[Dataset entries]
::::

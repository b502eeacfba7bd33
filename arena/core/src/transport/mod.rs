//! Transport Layer
//!
//! Two ways to run an evaluation and watch it:
//! - Streaming: one WebSocket per run, per-token frames (`stream_adapter`)
//! - Polling: create over REST, then fetch status on a timer (`polling`)
//!
//! Both adapters run as spawned tasks and report through an
//! [`EventSink`]; neither touches session state.

pub mod factory;
pub mod frame;
pub mod http;
pub mod lifecycle;
pub mod polling;
pub mod stream_adapter;
pub mod traits;
#[cfg(feature = "websocket")]
pub mod websocket;

// Re-exports for convenience
pub use factory::{create_transports, Transports};
pub use frame::{decode_frame, ConfigFrame, InboundFrame};
pub use http::{HttpEvaluationApi, ListQuery};
pub use lifecycle::{CancelSignal, EventSink, TransportHandle};
pub use polling::{run_polling, PollSettings};
pub use stream_adapter::run_stream;
pub use traits::{ApiError, EvaluationApi, FrameStream, StreamConnector, TransportError};

#[cfg(feature = "websocket")]
pub use websocket::WsConnector;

::::

- [Work order]:
Which of the lines above hold the word "polling"? Copy each one.

- [Task result]:
//! - Polling: create over REST, then fetch status on a timer (`polling`)
pub mod polling;
pub use polling::{run_polling, PollSettings};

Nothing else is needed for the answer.